Small nucleolar RNAs (snoRNAs) are a class of conserved RNAs identified as guides for site-specific post-transcriptional modifications in ribosomal RNA (rRNA) (1–4). snoRNAs are ubiquitous throughout eukaryotes and have also been detected in a subset of archaea (5–6). Two main classes of snoRNAs have been characterized: the box C/D snoRNAs, most of which guide 2′-O-ribose methylation of their RNA targets and the box H/ACA snoRNAs that guide pseudouridine modifications.

Human box C/D snoRNA molecules are typically 70–120 nt in length and mainly encoded in the introns of protein-coding genes. They can be excised from introns through at least two distinct pathways, then are further processed and bound by conserved proteins including the 2′-O-methyl transferase fibrillarin (4,7). Box C/D snoRNAs are characterized by the presence of two, short conserved motifs, the C box (UGAUGA) and the D box (CUGA), found near the 5′ and 3′-ends of the molecule, respectively (Figure 1A). Both boxes are required for snoRNA processing and localization (4). In the folded box C/D snoRNA molecule, boxes C and D come into close proximity and serve as a binding site for interacting proteins. A second pair of boxes, referred to as C′ and D′, can often be found closer to the middle of box C/D snoRNAs, but display lower conservation than the boxes C and D (2,8) (Figure 1B). The guide region that is complementary to the RNA target is located immediately 5′ to the box D or D′ regions; also called an antisense box, the guide sequence base pairs with the target forming an RNA–RNA duplex. The nucleotide targeted for methylation is usually base paired with the fifth residue upstream from the box D or D′ [reviewed in refs (2,8)]. Although targets have been found for many human box C/D snoRNAs, mainly in rRNA, numerous orphan snoRNAs have also been described, for which no target has been identified (4,9). Furthermore, recent reports suggest additional roles for snoRNAs and indicate that a subset of snoRNAs may be processed into smaller fragments.

Figure 1.
Predicted secondary structure and conservation of the human HBII-180 box C/D snoRNAs. (A) The characteristic features of the box C/D snoRNA HBII-180C are illustrated including conserved C and D motifs indicated by orange and cyan boxes, respectively. ...

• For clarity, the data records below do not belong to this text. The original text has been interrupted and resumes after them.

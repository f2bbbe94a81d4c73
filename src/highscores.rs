//! High score leaderboard
//!
//! Tracks the top 10 runs. Stored by the host as part of
//! [`LifetimeStats`](crate::persistence::LifetimeStats).

use serde::{Deserialize, Serialize};

use crate::persistence::SessionRecord;

/// Maximum number of high scores to keep
pub const MAX_HIGH_SCORES: usize = 10;

/// A single high score entry
#[derive(Debug, Clone, Serialize, Deserialize)]
pub struct HighScoreEntry {
    pub score: u64,
    /// Metres travelled
    pub distance_m: f64,
    pub max_combo: u32,
}

/// High score leaderboard, sorted by descending score
#[derive(Debug, Clone, Serialize, Deserialize, Default)]
pub struct HighScores {
    pub entries: Vec<HighScoreEntry>,
}

impl HighScores {
    /// Create empty leaderboard
    pub fn new() -> Self {
        Self {
            entries: Vec::new(),
        }
    }

    /// Check if a score qualifies for the leaderboard
    pub fn qualifies(&self, score: u64) -> bool {
        if score == 0 {
            return false;
        }
        if self.entries.len() < MAX_HIGH_SCORES {
            return true;
        }
        // Check if score beats the lowest entry
        self.entries.last().map(|e| score > e.score).unwrap_or(true)
    }

    /// Get the rank a score would achieve (1-indexed, None if doesn't qualify)
    pub fn potential_rank(&self, score: u64) -> Option<usize> {
        if !self.qualifies(score) {
            return None;
        }
        let rank = self.entries.iter().position(|e| score > e.score);
        Some(rank.unwrap_or(self.entries.len()) + 1)
    }

    /// Add a finished run (if it qualifies).
    /// Returns the rank achieved (1-indexed) or None if didn't qualify
    pub fn add_record(&mut self, record: &SessionRecord) -> Option<usize> {
        if !self.qualifies(record.score) {
            return None;
        }

        let entry = HighScoreEntry {
            score: record.score,
            distance_m: record.distance_m,
            max_combo: record.max_combo,
        };

        // Ties rank below existing entries
        let pos = self.entries.iter().position(|e| record.score > e.score);
        let rank = match pos {
            Some(i) => {
                self.entries.insert(i, entry);
                i + 1
            }
            None => {
                self.entries.push(entry);
                self.entries.len()
            }
        };

        self.entries.truncate(MAX_HIGH_SCORES);

        Some(rank)
    }

    pub fn is_empty(&self) -> bool {
        self.entries.is_empty()
    }

    /// Get the top score (if any)
    pub fn top_score(&self) -> Option<u64> {
        self.entries.first().map(|e| e.score)
    }
}
//! Deterministic simulation module
//!
//! All gameplay logic lives here. This module must be pure and deterministic:
//! - Time comes only from the `dt` handed to each tick
//! - Randomness comes only from the injected [`RandomSource`]
//! - Stable iteration order (insertion order, ids ascending)
//! - No rendering, audio or storage dependencies

pub mod clock;
pub mod collision;
pub mod entities;
pub mod progression;
pub mod rng;
pub mod spawner;
pub mod state;
pub mod tick;

pub use clock::ActiveClock;
pub use collision::{Aabb, ContactOutcome};
pub use entities::{EntityStore, LaneOccupancy};
pub use progression::{ActiveModifiers, ProgressionState, SessionStats, SessionSummary};
pub use rng::RandomSource;
pub use spawner::{Spawner, weighted_pick};
pub use state::{
    GameEvent, GamePhase, ModifierKind, Obstacle, ObstacleCategory, ObstacleClass, Particle,
    ParticleKind, Player, PowerUp, PowerUpKind,
};
pub use tick::{Command, PlayerView, Simulation, Snapshot};
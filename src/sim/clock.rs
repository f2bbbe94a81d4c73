//! Active playtime clock
//!
//! Counts only the time the session spends Running. Spawn cooldowns and
//! modifier expiry are all measured against it, so time spent paused is
//! invisible to gameplay. Stored in whole microseconds so that summing frame
//! deltas does not drift.

use serde::{Deserialize, Serialize};

#[derive(Debug, Clone, Copy, Default, PartialEq, Eq, Serialize, Deserialize)]
pub struct ActiveClock {
    micros: u64,
}

impl ActiveClock {
    pub fn new() -> Self {
        Self::default()
    }

    /// Add one tick's worth of running time. Negative or NaN deltas count as zero.
    pub fn advance(&mut self, dt: f32) {
        let micros = (dt.max(0.0) as f64 * 1_000_000.0).round() as u64;
        self.micros = self.micros.saturating_add(micros);
    }

    pub fn now_ms(&self) -> f64 {
        self.micros as f64 / 1000.0
    }
}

The largest family of orphan box C/D snoRNAs described to date in human is the HBII-52 family that consists of 47 members and is expressed from the SNURF–SNRPN locus (11,12). Most members of the HBII-52 family display complementarity to the serotonin receptor 2C transcript and cause changes in its splicing patterns in transfection experiments (13). More recently, the MBII-52 family, the mouse homologue of the HBII-52 family, was shown to be processed into smaller fragments, some of which regulate the alternative splicing of five distinct endogenous transcripts (11). In addition to the HBII-52 family involved in splicing regulation, several human box C/D snoRNAs were shown to play a role in translation regulation, another non-canonical function for an snoRNA. Originally described for a subset of human box H/ACA snoRNAs (14), several studies have now established a relationship between specific snoRNAs and microRNAs (miRNAs), in both human and Giardia lamblia. These include snoRNAs and miRNAs found to be colocalized in the genome, as well as snoRNAs with miRNA capabilities and miRNA precursors with snoRNA-like features (15–18).

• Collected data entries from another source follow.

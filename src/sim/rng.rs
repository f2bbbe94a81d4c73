//! Randomness seam for spawn decisions
//!
//! Spawning is the only consumer of randomness. It draws through
//! [`RandomSource`] so tests can script exact draws.

use rand::{Rng, SeedableRng};
use rand_pcg::Pcg32;

/// A source of uniform draws in `[0, 1)`
pub trait RandomSource {
    fn next_float(&mut self) -> f32;
}

impl RandomSource for Pcg32 {
    fn next_float(&mut self) -> f32 {
        self.random::<f32>()
    }
}

/// Seeded generator used by live sessions
pub fn seeded(seed: u64) -> Pcg32 {
    Pcg32::seed_from_u64(seed)
}

/// Replays a fixed list of draws, cycling when exhausted
#[derive(Debug, Clone)]
pub struct SequenceRng {
    values: Vec<f32>,
    cursor: usize,
}

impl SequenceRng {
    pub fn new(values: impl Into<Vec<f32>>) -> Self {
        Self {
            values: values.into(),
            cursor: 0,
        }
    }

    /// Number of draws taken so far
    pub fn draws(&self) -> usize {
        self.cursor
    }
}

impl RandomSource for SequenceRng {
    fn next_float(&mut self) -> f32 {
        if self.values.is_empty() {
            return 0.0;
        }
        let value = self.values[self.cursor % self.values.len()];
        self.cursor += 1;
        // Keep draws inside [0, 1) whatever the script says
        if value.is_nan() {
            0.0
        } else {
            value.clamp(0.0, 1.0 - f32::EPSILON)
        }
    }
}
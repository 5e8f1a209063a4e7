//! # Plywood - Composed Template Sets
//!
//! `plywood` compiles a directory of template fragment files into
//! self-contained, named, executable template units. It resolves
//! cross-file `{{ template "..." }}` inclusion, neutralizes duplicate
//! `{{ define "..." }}` blocks with first-wins shadowing, and guarantees the
//! same directory tree always compiles to the same units.
//!
//! ## Core Concepts
//!
//! - **Fragment**: one named unit of template source, file-backed or
//!   declared inline with a `define` block
//! - **Compile pass**: one top-level file plus everything it transitively
//!   includes, composed into a single namespace
//! - [`CompiledUnit`]: that namespace, rooted at the top-level file's
//!   canonical name and executable by any internal name
//! - [`TemplateStore`]: the published mapping of all units, swapped
//!   wholesale on recompile
//!
//! ## Quick Start
//!
//! ```rust,no_run
//! use plywood::{compile, Options};
//! use serde::Serialize;
//!
//! #[derive(Serialize)]
//! struct Page { title: String }
//!
//! let templates = compile(&Options::new("./templates"))?;
//! let unit = &templates["index.html"];
//! let html = unit.render("index.html", &Page { title: "Home".into() })?;
//! # Ok::<(), plywood::ComposeError>(())
//! ```
//!
//! ## Template Syntax
//!
//! Fragments reference each other with `template` tags. A target with a
//! file extension is a root-relative path and is pulled into the compile
//! pass; an extensionless target is a symbolic name expected to be
//! declared by some `define` block in scope:
//!
//! ```text
//! {{ template "partials/nav.html" }}   <- file-backed include
//! {{ template "title" }}               <- symbolic include
//! {{ define "title" }}Home{{ end }}    <- declares the symbolic block
//! ```
//!
//! When several fragments under composition define the same symbolic name
//! (layout slots with defaults, typically), the first definition in cache
//! order - entry fragment first, then its dependencies in tag-scan order -
//! stays live; later ones are renamed to inert placeholders rather than
//! raising an error.
//!
//! ## Data and Functions
//!
//! Execution resolves `{{ .a.b.0 }}` dot-paths against any
//! [`serde::Serialize`] data and can call custom functions bound through
//! [`Options::func`]:
//!
//! ```rust
//! use plywood::Options;
//! use serde_json::Value;
//! use std::sync::Arc;
//!
//! let opt = Options::new("./templates").func("upper", Arc::new(|args: &[Value]| {
//!     let s = args.first().and_then(Value::as_str).unwrap_or_default();
//!     Ok(Value::String(s.to_uppercase()))
//! }));
//! ```
//!
//! ## Failure Model
//!
//! A directory walk either fully succeeds or fully fails: the first
//! unreadable file, empty fragment, or syntax error aborts the walk and
//! nothing partial is kept. [`TemplateStore::reload`] builds on this -
//! a failed recompile leaves the previously published snapshot in effect.

mod compose;
mod error;
mod loader;
mod options;
mod store;
mod tag;
mod unit;

pub use compose::{
    compile, resolve_redefinitions, ComposePass, Fragment, FragmentCache, TemplateMap,
};
pub use error::{ComposeError, Result};
pub use loader::{load_file_source, template_name, walk_dir};
pub use options::{Funcs, Options, TemplateFn};
pub use store::TemplateStore;
pub use tag::{define_tags, template_tags, Tag};
pub use unit::CompiledUnit;
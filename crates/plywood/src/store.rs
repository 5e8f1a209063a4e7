//! Published template snapshots with whole-walk recompile locking.
//!
//! [`TemplateStore`] owns the compile configuration and the currently
//! published [`TemplateMap`]. Recompiles are serialized by a coarse lock
//! whose scope is one full directory walk, never per-file, so concurrent
//! reload triggers cannot interleave compile passes. The published mapping
//! is an immutable snapshot behind an `Arc`: readers clone the `Arc` and
//! keep rendering from it even while a recompile replaces the store's
//! current snapshot wholesale.

use std::sync::{Arc, Mutex, RwLock};

use serde::Serialize;

use crate::compose::{compile, TemplateMap};
use crate::error::{ComposeError, Result};
use crate::options::Options;

/// Shared holder for the latest successfully compiled template map.
///
/// A failed reload leaves the previous snapshot in effect - a walk either
/// fully succeeds and replaces the mapping, or fully fails and changes
/// nothing.
///
/// # Example
///
/// ```rust,ignore
/// let store = TemplateStore::load(Options::new("./templates"))?;
/// let html = store.render("index.html", "index.html", &data)?;
/// store.reload()?; // e.g. on a dev-mode request
/// ```
pub struct TemplateStore {
    options: Options,
    reload_lock: Mutex<()>,
    current: RwLock<Arc<TemplateMap>>,
}

impl TemplateStore {
    /// Creates a store with an empty published snapshot. Call
    /// [`reload`](Self::reload) to perform the first compile.
    pub fn new(options: Options) -> Self {
        Self {
            options,
            reload_lock: Mutex::new(()),
            current: RwLock::new(Arc::new(TemplateMap::new())),
        }
    }

    /// Creates a store and eagerly compiles the configured directory.
    pub fn load(options: Options) -> Result<Self> {
        let store = Self::new(options);
        store.reload()?;
        Ok(store)
    }

    /// Recompiles the whole directory and publishes the new snapshot.
    ///
    /// Serialized end-to-end: a second caller blocks until the walk in
    /// progress finishes. On failure the previous snapshot stays published
    /// and the error is returned.
    pub fn reload(&self) -> Result<()> {
        let _guard = self.reload_lock.lock().unwrap_or_else(|e| e.into_inner());

        let templates = compile(&self.options)?;

        let mut current = self.current.write().unwrap_or_else(|e| e.into_inner());
        *current = Arc::new(templates);
        Ok(())
    }

    /// Returns the currently published snapshot.
    ///
    /// The snapshot is immutable; it remains valid (and unchanged) even if
    /// the store reloads afterwards.
    pub fn snapshot(&self) -> Arc<TemplateMap> {
        self.current
            .read()
            .unwrap_or_else(|e| e.into_inner())
            .clone()
    }

    /// Returns true when a unit with the given canonical name is published.
    pub fn has_unit(&self, name: &str) -> bool {
        self.snapshot().contains_key(name)
    }

    /// Renders `template_name` from the unit keyed by `unit_name` in the
    /// current snapshot.
    pub fn render<T: Serialize>(
        &self,
        unit_name: &str,
        template_name: &str,
        data: &T,
    ) -> Result<String> {
        let snapshot = self.snapshot();
        let unit = snapshot
            .get(unit_name)
            .ok_or_else(|| ComposeError::UndefinedTemplate {
                name: unit_name.to_string(),
            })?;
        unit.render(template_name, data)
    }

    /// The configuration this store compiles with.
    pub fn options(&self) -> &Options {
        &self.options
    }
}
//! Error types for template composition and execution.
//!
//! All compose-time failures are fatal to the directory walk they occur in:
//! there is no retry and no partial-success mode. A walk either produces a
//! complete template map or surfaces the first error it hit.

use std::path::PathBuf;

use thiserror::Error;

/// Errors that can occur while composing or executing templates.
#[derive(Debug, Error)]
pub enum ComposeError {
    /// A fragment file (or the output sink) could not be read or written.
    #[error("i/o error on {}: {source}", path.display())]
    Io {
        path: PathBuf,
        #[source]
        source: std::io::Error,
    },

    /// A fragment file exists but contains zero bytes.
    #[error("template file is empty: {}", path.display())]
    EmptyTemplate { path: PathBuf },

    /// Fragment source is not syntactically valid after resolution.
    #[error("failed to compile template \"{name}\": {message}")]
    Compile { name: String, message: String },

    /// Execution referenced a name absent from the compiled unit.
    #[error("template \"{name}\" is undefined")]
    UndefinedTemplate { name: String },

    /// Template inclusion recursed past the depth cap at execution time.
    #[error("include depth limit exceeded while executing \"{name}\"")]
    RecursionLimit { name: String },

    /// A custom function bound into the unit failed at execution time.
    #[error("function error while executing \"{name}\": {message}")]
    Render { name: String, message: String },
}

impl ComposeError {
    /// Builds an [`ComposeError::Io`] from a path and io error.
    pub(crate) fn io(path: impl Into<PathBuf>, source: std::io::Error) -> Self {
        ComposeError::Io {
            path: path.into(),
            source,
        }
    }

    /// Builds a [`ComposeError::Compile`] for the named fragment.
    pub(crate) fn compile(name: impl Into<String>, message: impl Into<String>) -> Self {
        ComposeError::Compile {
            name: name.into(),
            message: message.into(),
        }
    }
}

/// Result type for composition operations.
pub type Result<T> = std::result::Result<T, ComposeError>;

miRNAs are short RNAs of ~22 nt in length, processed out of longer hairpins, and typically involved in translation repression of mRNAs, generally mediated in animals by base pairing to the 3′-UTR of their targets (19). Consistent with reports of a relationship between miRNAs and snoRNAs, processed fragments derived from snoRNAs (sno-derived RNAs referred to as sdRNAs), with a similar size to mature miRNAs, have been detected in numerous small RNA sequencing data sets [for example refs (20–22)]. Analysis of human small RNAs detected from the acute monocytic leukemia cell line THP-1 and from frozen prefrontal cortex tissue showed stronger accumulation of small fragments from the 5′-end of box C/D snoRNAs than the 3′-end (22,23). A smaller scale study of processed box C/D snoRNAs showed accumulation of functionally tested miRNA-like fragments derived from both the 5′- and 3′-ends of the snoRNA (15). Consistent with a precursor–product relationship between snoRNAs and certain miRNAs, several reports have identified miRNAs accumulating in the nucleus and even specifically in the nucleolus (18,24–26).

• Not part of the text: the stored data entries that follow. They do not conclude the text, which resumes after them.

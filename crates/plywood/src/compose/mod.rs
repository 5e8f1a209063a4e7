//! The template composition engine.
//!
//! Composition turns a directory of template fragment files into a mapping
//! from canonical names to self-contained [`CompiledUnit`]s. Each top-level
//! file gets its own compile pass:
//!
//! 1. The includer fills the fragment cache, pulling in every file-backed
//!    `template` target transitively (cycle-safe, deduplicated).
//! 2. The resolver rewrites colliding `define` blocks so the first
//!    definition in cache order stays authoritative.
//! 3. The compositor parses every cached fragment into one namespace rooted
//!    at the top-level file's canonical name.
//!
//! The cache is cleared between files; the symbolic reference list is
//! retained for the whole walk. A failure at any file aborts the entire
//! walk - partial results are discarded, never returned.

mod cache;
mod includer;
mod resolver;

pub use cache::{Fragment, FragmentCache};
pub use includer::ComposePass;
pub use resolver::resolve_redefinitions;

use std::collections::HashMap;

use crate::error::Result;
use crate::loader;
use crate::options::Options;
use crate::unit::CompiledUnit;

/// The output mapping of one directory walk: canonical top-level name to
/// compiled unit. Rebuilt in full on every walk; no incremental update.
pub type TemplateMap = HashMap<String, CompiledUnit>;

/// Compiles every matching top-level file under the configured root.
///
/// Enumerates the root recursively (sorted, so an unchanged tree always
/// compiles identically), filters by the configured extensions, and runs
/// one compile pass per match. The result has exactly one entry per
/// matching file, keyed by its canonical root-relative name.
///
/// # Errors
///
/// The first i/o, empty-file, or compile failure aborts the whole walk and
/// is returned; nothing partial is kept.
pub fn compile(options: &Options) -> Result<TemplateMap> {
    let files = loader::walk_dir(options)?;

    let mut templates = TemplateMap::new();
    let mut pass = ComposePass::new(&options.directory);

    for path in files {
        pass.add(&path)?;
        resolve_redefinitions(&mut pass);

        let unit = CompiledUnit::build(&pass.cache, &options.funcs)?;
        templates.insert(unit.name().to_string(), unit);

        pass.finish_file();
    }

    Ok(templates)
}

#[cfg(test)]
mod tests {
    use super::*;
    use crate::error::ComposeError;
    use std::fs;
    use std::path::Path;

    fn write_file(root: &Path, rel: &str, content: &str) {
        let path = root.join(rel);
        if let Some(parent) = path.parent() {
            fs::create_dir_all(parent).unwrap();
        }
        fs::write(path, content).unwrap();
    }

    #[test]
    fn test_one_unit_per_matching_file() {
        let dir = tempfile::tempdir().unwrap();
        write_file(dir.path(), "index.html", "index");
        write_file(dir.path(), "about.html", "about");
        write_file(dir.path(), "readme.md", "not a template");

        let map = compile(&Options::new(dir.path())).unwrap();
        assert_eq!(map.len(), 2);
        assert!(map.contains_key("index.html"));
        assert!(map.contains_key("about.html"));
    }

    #[test]
    fn test_units_keyed_by_canonical_name() {
        let dir = tempfile::tempdir().unwrap();
        write_file(dir.path(), "a/b.html", "nested");

        let map = compile(&Options::new(dir.path())).unwrap();
        assert!(map.contains_key("a/b.html"));
        assert_eq!(map["a/b.html"].name(), "a/b.html");
    }

    #[test]
    fn test_walk_failure_discards_partial_results() {
        let dir = tempfile::tempdir().unwrap();
        write_file(dir.path(), "good.html", "fine");
        // Sorts after good.html, so one unit was already built when the
        // walk hits it.
        write_file(dir.path(), "z-empty.html", "");

        let err = compile(&Options::new(dir.path())).unwrap_err();
        assert!(matches!(err, ComposeError::EmptyTemplate { .. }));
    }

    #[test]
    fn test_compile_error_aborts_whole_walk() {
        let dir = tempfile::tempdir().unwrap();
        write_file(dir.path(), "a.html", "fine");
        write_file(dir.path(), "b.html", "{{ end }}");

        let err = compile(&Options::new(dir.path())).unwrap_err();
        assert!(matches!(err, ComposeError::Compile { ref name, .. } if name == "b.html"));
    }
}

Here, we explore the diversity and conservation of processing and accumulation of small RNAs <35 nt (referred to as sdRNAs) derived from box C/D snoRNAs by analysis of multiple deep-sequencing small RNA data sets. We also describe a box C/D snoRNA, HBII-180C, processed into sdRNAs and potentially involved in the regulation of splicing.

MATERIALS AND METHODS

Data sets

The 14 small RNA data sets considered are described in Table 1. For the NPC 5-8F data set, the nuclear and cytoplasmic sequence counts were combined and considered simultaneously. Small RNA sequences from these 14 data sets were mapped to known human box C/D snoRNA sequences downloaded from snoRNAbase (27). When mapping, we required perfect matching for the entire fragment but did not require the fragments to map uniquely to the human genome, because many box C/D snoRNA families include either identical, or near-identical copies.

Table 1.
Small RNA data sets considered

Secondary structure, conservation, annotation and alignment of box C/D snoRNAs

RNA secondary structures were predicted by RNAstructure 4.6 (32) and annotated using RnaViz 2.0 (33). The mammalian conservation of HBII-180C was calculated and visualized using the Vertebrate Multiz Alignment and PhastCons Conservation utilities (34–36). The sequence and position of characteristic features of box C/D snoRNAs were obtained from snoRNABase (27) and sno/scaRNAbase (37). Alignment of sdRNAs and their corresponding snoRNA were visualized using Jalview (38).

Counts of fragments containing characteristic snoRNA features

To determine the proportion of sdRNAs-containing characteristic box C/D snoRNA features, the sequences of the boxes C, D and D′, as well as the guide regions, were manually obtained from the sno/scaRNAbase (37), when available. snoRNAs were only considered if they were represented by at least 10 sdRNA counts in at least 10 of the deep-sequencing data sets (Table 1). In total, 87 box C/D snoRNAs were analysed. The proportion of counts containing each of the characteristic features were calculated for each snoRNA and averaged over all snoRNAs considered.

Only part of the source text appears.